In any case, this hasn’t been an easy post for me to write. I’m reluctant to talk about my health at the best of times, let alone this kind of experience. But if anyone reads this and it warns them of some of the dangers of these kind of treatments, helps them to know that they should always ask questions and know what all the possibilities are going in, then hopefully it will be worth it. I wish I’d known everything going in and I’d like some good to come out of this if nothing else.

6 thoughts on “Losing Control

  1. That’s incredible and wonder why they failed to let you know the possible side effects. The anesthesiologist is supposed to let you know about the effects, if not the doctor out of courtesy.
    I would contact an attorney. Hope you are feeling better soon.

  2. I wish I knew what to say. (((hugs))) CJ. I would have been terrified. And to think you had no one with you, that they don’t allow family. So sorry. I hope you start feeling better. I wish you didn’t have to suffer through all that pain all the time. I’m thinking of you.

  3. I felt angry enough for all of us son, especially as I asked this doctor if he could help you. Damn your extra sensitive genes…ooh that means damn me though doesn’t it? Yikes.

    One of the things that got to me the most was how you like to diffuse things with humor…and it was so frustrating because you could not quip… cause you could not talk properly.

    Oh, and you did not mention that the jerking lifted you off the bed. Am beyond angry now, am truly devastated.

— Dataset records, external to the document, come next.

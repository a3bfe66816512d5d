//! Parameter sweeps for sensitivity analysis.
//!
//! Sweeps vary one physical parameter and report how long the droplet takes to
//! solidify. Radius, density, specific heat and conductivity only enter through
//! the timescale, so those sweeps solve once and rescale; epsilon changes the
//! nondimensional problem and is solved per point on the rayon pool.

use crate::config::{FreezeConfig, PhysicalParams};
use crate::error::{SolverError, SolverResult};
use crate::solve::{FreezeSolution, solve_freeze};
use ff_core::units::{j_per_kg_k, kg_per_m3, m, w_per_m_k};
use rayon::prelude::*;
use std::fmt;
use std::str::FromStr;
use tracing::debug;

/// Type of sweep progression.
#[derive(Debug, Clone, Copy, PartialEq, Eq, Default)]
pub enum SweepType {
    /// Uniformly spaced points
    #[default]
    Linear,
    /// Logarithmically spaced points
    Logarithmic,
}

/// Parameter varied by a sweep.
#[derive(Debug, Clone, Copy, PartialEq, Eq)]
pub enum SweepParameter {
    /// Droplet radius (m)
    Radius,
    /// Solid thermal conductivity (W/m/K)
    Conductivity,
    /// Solid density (kg/m^3)
    Density,
    /// Solid specific heat (J/kg/K)
    SpecificHeat,
    /// Dimensionless diffusion parameter
    Epsilon,
}

impl SweepParameter {
    /// Whether the parameter changes the nondimensional solve.
    pub fn affects_nondimensional_solve(self) -> bool {
        matches!(self, Self::Epsilon)
    }

    pub fn apply(self, physical: &mut PhysicalParams, value: f64) {
        match self {
            Self::Radius => physical.radius = m(value),
            Self::Conductivity => physical.conductivity = w_per_m_k(value),
            Self::Density => physical.density = kg_per_m3(value),
            Self::SpecificHeat => physical.specific_heat = j_per_kg_k(value),
            Self::Epsilon => physical.epsilon = value,
        }
    }

    pub fn unit(self) -> &'static str {
        match self {
            Self::Radius => "m",
            Self::Conductivity => "W/m/K",
            Self::Density => "kg/m^3",
            Self::SpecificHeat => "J/kg/K",
            Self::Epsilon => "-",
        }
    }

    pub fn key(self) -> &'static str {
        match self {
            Self::Radius => "radius",
            Self::Conductivity => "conductivity",
            Self::Density => "density",
            Self::SpecificHeat => "specific_heat",
            Self::Epsilon => "epsilon",
        }
    }
}

impl fmt::Display for SweepParameter {
    fn fmt(&self, f: &mut fmt::Formatter<'_>) -> fmt::Result {
        f.write_str(self.key())
    }
}

impl FromStr for SweepParameter {
    type Err = SolverError;

    fn from_str(s: &str) -> Result<Self, Self::Err> {
        match s {
            "radius" => Ok(Self::Radius),
            "conductivity" => Ok(Self::Conductivity),
            "density" => Ok(Self::Density),
            "specific_heat" => Ok(Self::SpecificHeat),
            "epsilon" => Ok(Self::Epsilon),
            other => Err(SolverError::InvalidConfig {
                what: format!("unknown sweep parameter '{other}'"),
            }),
        }
    }
}

impl fmt::Display for SweepType {
    fn fmt(&self, f: &mut fmt::Formatter<'_>) -> fmt::Result {
        match self {
            Self::Linear => write!(f, "Linear"),
            Self::Logarithmic => write!(f, "Logarithmic"),
        }
    }
}

/// Definition of a single parameter sweep, bounds in SI units.
#[derive(Debug, Clone, PartialEq)]
pub struct SweepDefinition {
    pub parameter: SweepParameter,
    pub start: f64,
    pub end: f64,
    pub num_points: usize,
    pub sweep_type: SweepType,
}

impl SweepDefinition {
    pub fn new(
        parameter: SweepParameter,
        start: f64,
        end: f64,
        num_points: usize,
        sweep_type: SweepType,
    ) -> SolverResult<Self> {
        if num_points < 2 {
            return Err(SolverError::InvalidConfig {
                what: "sweep must have at least 2 points".to_string(),
            });
        }
        if !start.is_finite() || !end.is_finite() {
            return Err(SolverError::InvalidConfig {
                what: format!("sweep bounds must be finite ({start} .. {end})"),
            });
        }
        if (start - end).abs() < 1e-300 {
            return Err(SolverError::InvalidConfig {
                what: "sweep start and end must differ".to_string(),
            });
        }
        Ok(Self {
            parameter,
            start,
            end,
            num_points,
            sweep_type,
        })
    }

    /// Generate all points in the sweep.
    pub fn generate_points(&self) -> Vec<f64> {
        match self.sweep_type {
            SweepType::Linear => self.generate_linear(),
            SweepType::Logarithmic => self.generate_logarithmic(),
        }
    }

    fn generate_linear(&self) -> Vec<f64> {
        if self.num_points <= 1 {
            return vec![self.start];
        }

        let delta = (self.end - self.start) / (self.num_points - 1) as f64;
        let mut points: Vec<f64> = (0..self.num_points)
            .map(|i| self.start + i as f64 * delta)
            .collect();

        // Ensure exact endpoint
        points[self.num_points - 1] = self.end;
        points
    }

    fn generate_logarithmic(&self) -> Vec<f64> {
        if self.num_points <= 1 {
            return vec![self.start];
        }

        if self.start <= 0.0 || self.end <= 0.0 {
            return self.generate_linear();
        }

        let log_start = self.start.ln();
        let log_delta = (self.end.ln() - log_start) / (self.num_points - 1) as f64;
        let mut points: Vec<f64> = (0..self.num_points)
            .map(|i| (log_start + i as f64 * log_delta).exp())
            .collect();

        points[0] = self.start;
        points[self.num_points - 1] = self.end;
        points
    }
}

impl fmt::Display for SweepDefinition {
    fn fmt(&self, f: &mut fmt::Formatter<'_>) -> fmt::Result {
        write!(
            f,
            "Sweep {} from {} to {} {} ({} points, {})",
            self.parameter,
            self.start,
            self.end,
            self.parameter.unit(),
            self.num_points,
            self.sweep_type
        )
    }
}

/// Outcome of one sweep point.
#[derive(Debug, Clone, PartialEq)]
pub struct SweepPoint {
    /// Swept parameter value (SI)
    pub value: f64,
    /// Conduction timescale (s)
    pub t_char_s: f64,
    /// Nondimensional front position at the end of the run
    pub final_front: f64,
    /// Physical front radius at the end of the run (m)
    pub final_radius_m: f64,
    /// Step at which the droplet was fully frozen
    pub frozen_at_step: Option<usize>,
    /// Physical time to solidify (s)
    pub freeze_time_s: Option<f64>,
}

/// Result of a sweep, one point per generated value.
#[derive(Debug, Clone, PartialEq)]
pub struct SweepResult {
    pub parameter: SweepParameter,
    pub points: Vec<SweepPoint>,
}

impl SweepResult {
    pub fn values(&self) -> Vec<f64> {
        self.points.iter().map(|p| p.value).collect()
    }

    /// Freeze times of the points that solidified.
    pub fn freeze_times_s(&self) -> Vec<Option<f64>> {
        self.points.iter().map(|p| p.freeze_time_s).collect()
    }
}

fn point_from(
    value: f64,
    solution: &FreezeSolution,
    physical: &PhysicalParams,
) -> SolverResult<SweepPoint> {
    let dims = solution.redimensionalize(physical)?;
    let final_front = solution.final_front();
    Ok(SweepPoint {
        value,
        t_char_s: dims.t_char_s,
        final_front,
        final_radius_m: final_front * physical.radius.value,
        frozen_at_step: solution.frozen_at_step,
        freeze_time_s: solution.frozen_at_step.map(|j| dims.t_phys_s[j]),
    })
}

/// Run `def` starting from `base`.
///
/// Only the first and last field columns are kept for each solve.
pub fn run_sweep(base: &FreezeConfig, def: &SweepDefinition) -> SolverResult<SweepResult> {
    let mut base = base.clone();
    base.record_every = usize::MAX;
    let values = def.generate_points();
    debug!(%def, "running sweep");

    let points = if def.parameter.affects_nondimensional_solve() {
        values
            .par_iter()
            .map(|&value| {
                let mut cfg = base.clone();
                def.parameter.apply(&mut cfg.physical, value);
                let solution = solve_freeze(&cfg)?;
                point_from(value, &solution, &cfg.physical)
            })
            .collect::<SolverResult<Vec<_>>>()?
    } else {
        let solution = solve_freeze(&base)?;
        values
            .iter()
            .map(|&value| {
                let mut physical = base.physical;
                def.parameter.apply(&mut physical, value);
                physical.validate()?;
                point_from(value, &solution, &physical)
            })
            .collect::<SolverResult<Vec<_>>>()?
    };

    Ok(SweepResult {
        parameter: def.parameter,
        points,
    })
}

  4. I am not alone in wanting to give you a hug, Chris, but I know that this simple gesture will not erase the trauma you experienced during the visit. When I was 10 years of age, I got shingles. I recall how every movement in the house felt like liquid torture. It was horrible but even though I still have numerous scars on my chest and back from the blisters, I am thankful I didn’t get Neuralgia like so many do after the sickness has subsided.
    I try not to think how it would be to have to deal with pain on an hourly basis, because it was bad enough having to deal with it during the Shingles. In the end, I hope that you find a suitable treatment to your chronic pain sooner rather than later because you deserve a break from it. If you ever need to talk, feel free to tag me on skype, and if I am not logged on, PM me on twitter. At least you can give your back a break while laying down. And if it becomes a real issue, I might be able to type stuff out for you while you talk. (Just an idea anyway)

    Your friend,
    Dianne

  5. I am heartbroken for you ceej. I know how long you have been dealing with the situation, and how devastating it has to be for you and your family. As you said, it (almost) would have been worth it, if it did, finally, clear your pain, but now, not knowing where to turn next must be even scarier. I would invest in a company that made the iBrain! I so wish there was something I could do for you from so far away other than offer my continuing friendship and support. I must compliment you on how well you told the tale. Your writing skills are as top-notch as ever, even through this time. My thoughts are with you as you continue to recover, dear friend!